Logochronics

It’s easy to think of books as existing outside time and space, on the unnameable plane in consciousness unlocked by the act of reading.

If reading escapes the constraints of time (who hasn’t at least once in their life wondered in amazement at how hours spent reading felt like mere minutes?) – writing has always had to meet the demands of time and space.

The history of writing is a sequence of negotiations between the written word and the imperatives of embodiment, which in turn answers to the requirements of time-space.

Under the aspect of time, writing has developed ways of accomplishing more more quickly. It’s what may be called the logochronic challenge. Under the aspect of space, writing – and the history of books as a whole – has sought ways to fit more in and with less.

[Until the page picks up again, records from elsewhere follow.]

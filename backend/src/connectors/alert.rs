//! Search-alert stream connector.
//!
//! Same wire format as the feed connector, but contents are pre-summaries
//! from an upstream alerting service: links are never followed and items
//! are tagged so downstream consumers can tell them apart.

use std::collections::HashMap;

use async_trait::async_trait;
use reqwest::Client;
use tracing::debug;

use crate::models::{Channel, ConnectorKind, ValidationOutcome};
use crate::utils::{AppError, AppResult};

use super::feed::{parse_feed_entries, validate_feed_url};
use super::{Connector, NormalizedItem};

pub struct SearchAlertConnector {
    client: Client,
}

impl SearchAlertConnector {
    pub fn new(client: Client) -> Self {
        Self { client }
    }
}

#[async_trait]
impl Connector for SearchAlertConnector {
    fn kind(&self) -> ConnectorKind {
        ConnectorKind::SearchAlert
    }

    fn validate(&self, config: &HashMap<String, serde_json::Value>) -> ValidationOutcome {
        validate_feed_url(config)
    }

    async fn fetch(&self, channel: &Channel) -> AppResult<Vec<NormalizedItem>> {
        let url = channel
            .config_str("url")
            .ok_or_else(|| AppError::invalid_input("search-alert channel has no 'url' config"))?;

        let response = self.client.get(url).send().await?;
        if !response.status().is_success() {
            return Err(AppError::network(format!(
                "alert fetch returned HTTP {}",
                response.status()
            )));
        }
        let bytes = response.bytes().await?;
        let mut items = parse_feed_entries(&bytes)?;

        for item in &mut items {
            item.metadata
                .insert("source_kind".to_string(), serde_json::json!("search_alert"));
        }

        debug!("Alert fetch for channel {} yielded {} items", channel.id, items.len());
        Ok(items)
    }
}
use chrono::{DateTime, Utc};
use serde::{Deserialize, Serialize};
use sqlx::FromRow;

use super::item::Priority;

/// Classification-adjustment rule kind.
#[derive(Debug, Clone, Copy, PartialEq, Eq, Serialize, Deserialize, sqlx::Type)]
#[serde(rename_all = "snake_case")]
#[sqlx(rename_all = "snake_case")]
pub enum RuleKind {
    Keyword,
    Regex,
    Semantic,
}

/// A user-authored classification adjustment.
#[derive(Debug, Clone, Serialize, Deserialize, FromRow)]
pub struct Rule {
    pub id: i64,
    pub name: String,
    pub kind: RuleKind,
    pub pattern: String,
    /// Added to the priority score on match; clamped to -50..=50 at creation
    pub priority_delta: i64,
    /// When set, a match pins the priority instead of shifting the score
    pub forced_priority: Option<Priority>,
    pub enabled: bool,
    pub sort_order: i64,
    pub created_at: DateTime<Utc>,
}

#[derive(Debug, Clone, Deserialize)]
pub struct CreateRuleRequest {
    pub name: String,
    pub kind: RuleKind,
    pub pattern: String,
    #[serde(default)]
    pub priority_delta: i64,
    pub forced_priority: Option<Priority>,
    #[serde(default = "default_enabled")]
    pub enabled: bool,
    #[serde(default)]
    pub sort_order: i64,
}

fn default_enabled() -> bool {
    true
}

#[derive(Debug, Clone, Deserialize, Default)]
pub struct UpdateRuleRequest {
    pub name: Option<String>,
    pub pattern: Option<String>,
    pub priority_delta: Option<i64>,
    pub forced_priority: Option<Option<Priority>>,
    pub enabled: Option<bool>,
    pub sort_order: Option<i64>,
}
//! LLM provider contract and the OpenAI-compatible HTTP implementation.
//!
//! The worker talks to an ordered provider chain: a primary endpoint
//! (reference deployment: a local model server) and an optional hosted
//! fallback. The chain records which provider produced each result.

use std::sync::Arc;
use std::time::Duration;

use async_trait::async_trait;
use reqwest::Client;
use serde::{Deserialize, Serialize};
use tracing::warn;

use crate::config::LlmConfig;
use crate::utils::{AppError, AppResult};

#[async_trait]
pub trait LlmProvider: Send + Sync {
    fn name(&self) -> &str;

    async fn complete(
        &self,
        system: &str,
        user: &str,
        temperature: f64,
        max_tokens: u32,
    ) -> AppResult<String>;
}

// ============================================================================
// OpenAI-compatible chat completions
// ============================================================================

#[derive(Debug, Serialize)]
struct ChatRequest<'a> {
    model: &'a str,
    messages: Vec<ChatMessage<'a>>,
    temperature: f64,
    max_tokens: u32,
}

#[derive(Debug, Serialize)]
struct ChatMessage<'a> {
    role: &'a str,
    content: &'a str,
}

#[derive(Debug, Deserialize)]
struct ChatResponse {
    choices: Vec<ChatChoice>,
}

#[derive(Debug, Deserialize)]
struct ChatChoice {
    message: ChatResponseMessage,
}

#[derive(Debug, Deserialize)]
struct ChatResponseMessage {
    content: String,
}

pub struct OpenAiCompatProvider {
    name: String,
    client: Client,
    base_url: String,
    model: String,
    api_key: Option<String>,
}

impl OpenAiCompatProvider {
    pub fn new(
        name: impl Into<String>,
        base_url: impl Into<String>,
        model: impl Into<String>,
        api_key: Option<String>,
        timeout_secs: u64,
    ) -> Self {
        let client = Client::builder()
            .timeout(Duration::from_secs(timeout_secs))
            .build()
            .unwrap_or_default();
        Self {
            name: name.into(),
            client,
            base_url: base_url.into().trim_end_matches('/').to_string(),
            model: model.into(),
            api_key,
        }
    }
}

#[async_trait]
impl LlmProvider for OpenAiCompatProvider {
    fn name(&self) -> &str {
        &self.name
    }

    async fn complete(
        &self,
        system: &str,
        user: &str,
        temperature: f64,
        max_tokens: u32,
    ) -> AppResult<String> {
        let url = format!("{}/chat/completions", self.base_url);
        let request = ChatRequest {
            model: &self.model,
            messages: vec![
                ChatMessage { role: "system", content: system },
                ChatMessage { role: "user", content: user },
            ],
            temperature,
            max_tokens,
        };

        let mut builder = self.client.post(&url).json(&request);
        if let Some(key) = &self.api_key {
            builder = builder.bearer_auth(key);
        }

        let response = builder
            .send()
            .await
            .map_err(|e| AppError::llm_provider(format!("{}: {}", self.name, e)))?;

        if !response.status().is_success() {
            return Err(AppError::llm_provider(format!(
                "{}: HTTP {}",
                self.name,
                response.status()
            )));
        }

        let body: ChatResponse = response
            .json()
            .await
            .map_err(|e| AppError::llm_provider(format!("{}: {}", self.name, e)))?;

        body.choices
            .into_iter()
            .next()
            .map(|choice| choice.message.content)
            .ok_or_else(|| AppError::llm_provider(format!("{}: empty choices", self.name)))
    }
}

// ============================================================================
// Ordered fallback chain
// ============================================================================

pub struct ProviderChain {
    providers: Vec<Arc<dyn LlmProvider>>,
}

impl ProviderChain {
    pub fn new(providers: Vec<Arc<dyn LlmProvider>>) -> Self {
        Self { providers }
    }

    pub fn from_config(config: &LlmConfig) -> Self {
        let mut providers: Vec<Arc<dyn LlmProvider>> = vec![Arc::new(OpenAiCompatProvider::new(
            "primary",
            &config.primary_base_url,
            &config.primary_model,
            config.primary_api_key.clone(),
            config.request_timeout_secs,
        ))];

        if let (Some(base_url), Some(model)) = (&config.fallback_base_url, &config.fallback_model)
        {
            providers.push(Arc::new(OpenAiCompatProvider::new(
                "fallback",
                base_url,
                model,
                config.fallback_api_key.clone(),
                config.request_timeout_secs,
            )));
        }

        Self { providers }
    }

    /// Try providers in order; return the first success together with the
    /// producing provider's name.
    pub async fn complete(
        &self,
        system: &str,
        user: &str,
        temperature: f64,
        max_tokens: u32,
    ) -> AppResult<(String, String)> {
        let mut last_error =
            AppError::llm_provider("no LLM providers configured".to_string());

        for provider in &self.providers {
            match provider.complete(system, user, temperature, max_tokens).await {
                Ok(text) => return Ok((provider.name().to_string(), text)),
                Err(e) => {
                    warn!("LLM provider '{}' failed: {}", provider.name(), e);
                    last_error = e;
                }
            }
        }

        Err(last_error)
    }
}
use axum::{
    Json,
    http::StatusCode,
    response::{IntoResponse, Response},
};
use serde::Serialize;
use thiserror::Error;

/// Service error with rich context and automatic error trait implementations
///
/// Design: Uses thiserror for ergonomic error handling with context.
/// Each variant carries meaningful context to help with debugging.
#[derive(Error, Debug)]
pub enum AppError {
    // Connector / network errors 1xxx
    #[error("Network error: {0}")]
    Network(String),

    #[error("Deadline exceeded: {0}")]
    DeadlineExceeded(String),

    #[error("Malformed upstream content: {0}")]
    MalformedUpstream(String),

    // Analysis errors 2xxx
    #[error("Embedding service unavailable: {0}")]
    EmbeddingUnavailable(String),

    #[error("LLM provider error: {0}")]
    LlmProvider(String),

    #[error("Malformed LLM response: {0}")]
    MalformedLlmResponse(String),

    #[error("Classifier model unavailable: {0}")]
    ModelUnavailable(String),

    // Store errors 3xxx
    #[error("Resource not found: {0}")]
    NotFound(String),

    #[error("Conflict: {0}")]
    Conflict(String),

    // Validation errors 4xxx
    #[error("Invalid input: {0}")]
    InvalidInput(String),

    #[error("Invalid channel configuration: {0}")]
    InvalidChannelConfig(String),

    // Worker errors 5xxx
    #[error("Worker stopped due to repeated failures: {0}")]
    WorkerLatched(String),

    // System errors 9xxx
    #[error("Internal error: {0}")]
    Internal(String),

    // Database errors - auto-convert from sqlx::Error
    #[error("Database error: {0}")]
    Database(#[from] sqlx::Error),

    // Generic wrapper for other errors - auto-convert from anyhow::Error
    #[error(transparent)]
    Other(#[from] anyhow::Error),
}

impl AppError {
    /// Helper to create network error
    pub fn network(message: impl Into<String>) -> Self {
        Self::Network(message.into())
    }

    /// Helper to create deadline-exceeded error
    pub fn deadline_exceeded(message: impl Into<String>) -> Self {
        Self::DeadlineExceeded(message.into())
    }

    /// Helper to create malformed-upstream error
    pub fn malformed_upstream(message: impl Into<String>) -> Self {
        Self::MalformedUpstream(message.into())
    }

    /// Helper to create embedding-unavailable error
    pub fn embedding_unavailable(message: impl Into<String>) -> Self {
        Self::EmbeddingUnavailable(message.into())
    }

    /// Helper to create LLM provider error
    pub fn llm_provider(message: impl Into<String>) -> Self {
        Self::LlmProvider(message.into())
    }

    /// Helper to create malformed-LLM-response error
    pub fn malformed_llm_response(message: impl Into<String>) -> Self {
        Self::MalformedLlmResponse(message.into())
    }

    /// Helper to create not found error
    pub fn not_found(message: impl Into<String>) -> Self {
        Self::NotFound(message.into())
    }

    /// Helper to create conflict error
    pub fn conflict(message: impl Into<String>) -> Self {
        Self::Conflict(message.into())
    }

    /// Helper to create invalid input error
    pub fn invalid_input(message: impl Into<String>) -> Self {
        Self::InvalidInput(message.into())
    }

    /// Helper to create internal error
    pub fn internal(message: impl Into<String>) -> Self {
        Self::Internal(message.into())
    }

    /// Whether the error is a transient upstream condition that the next
    /// scheduled tick may clear on its own
    pub fn is_transient(&self) -> bool {
        matches!(
            self,
            Self::Network(_)
                | Self::DeadlineExceeded(_)
                | Self::EmbeddingUnavailable(_)
                | Self::LlmProvider(_)
        )
    }

    /// Error code grouped by subsystem
    pub fn error_code(&self) -> i32 {
        match self {
            // Connector / network errors 1xxx
            Self::Network(_) => 1001,
            Self::DeadlineExceeded(_) => 1002,
            Self::MalformedUpstream(_) => 1003,

            // Analysis errors 2xxx
            Self::EmbeddingUnavailable(_) => 2001,
            Self::LlmProvider(_) => 2002,
            Self::MalformedLlmResponse(_) => 2003,
            Self::ModelUnavailable(_) => 2004,

            // Store errors 3xxx
            Self::NotFound(_) => 3001,
            Self::Conflict(_) => 3002,

            // Validation errors 4xxx
            Self::InvalidInput(_) => 4001,
            Self::InvalidChannelConfig(_) => 4002,

            // Worker errors 5xxx
            Self::WorkerLatched(_) => 5001,

            // System errors 9xxx
            Self::Internal(_) => 9001,
            Self::Database(_) => 9002,
            Self::Other(_) => 9001,
        }
    }
}

/// Error response body for the operational REST surface
#[derive(Debug, Serialize)]
pub struct AppErrorResponse {
    pub code: i32,
    pub message: String,
    #[serde(skip_serializing_if = "Option::is_none")]
    pub details: Option<serde_json::Value>,
}

impl IntoResponse for AppError {
    fn into_response(self) -> Response {
        let code = self.error_code();
        let message = self.to_string();

        let status = match code {
            1001..=1999 => StatusCode::BAD_GATEWAY,
            2001..=2999 => StatusCode::SERVICE_UNAVAILABLE,
            3001 => StatusCode::NOT_FOUND,
            3002 => StatusCode::CONFLICT,
            4001..=4999 => StatusCode::BAD_REQUEST,
            5001..=5999 => StatusCode::CONFLICT,
            _ => StatusCode::INTERNAL_SERVER_ERROR,
        };

        let response = AppErrorResponse { code, message, details: None };

        (status, Json(response)).into_response()
    }
}

impl From<reqwest::Error> for AppError {
    fn from(err: reqwest::Error) -> Self {
        if err.is_timeout() {
            AppError::deadline_exceeded(err.to_string())
        } else {
            AppError::network(err.to_string())
        }
    }
}

impl From<serde_json::Error> for AppError {
    fn from(err: serde_json::Error) -> Self {
        AppError::internal(format!("JSON serialization error: {}", err))
    }
}

pub type AppResult<T> = Result<T, AppError>;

Without subscribing to a linear view of the history of writing, it may be said that the farther one looks back in time, the more writing appears slow and uneconomical. A brief examination of medieval script reveals that slow-moving hands covering low-word-per-line-rate pages evolve, nearly imperceptibly, into fast styles of writing made up of letters and words covering the same page size in greater numbers. Writing gets faster, letters get slimmer, and more text can fill the same space. It’s an economic evolution comparable to the invention of transistors and nanotechnology.

It takes time to write and it takes time to read, not to mention the space that text requires in order to exist. This last point has been lost from view, as books become less rare, and thus less valuable, and texts quit the real physicality of books to settle for the illusory physicality of digital media. Time, as always, will tell whether we’ll ever have to address the problem of logochronics again.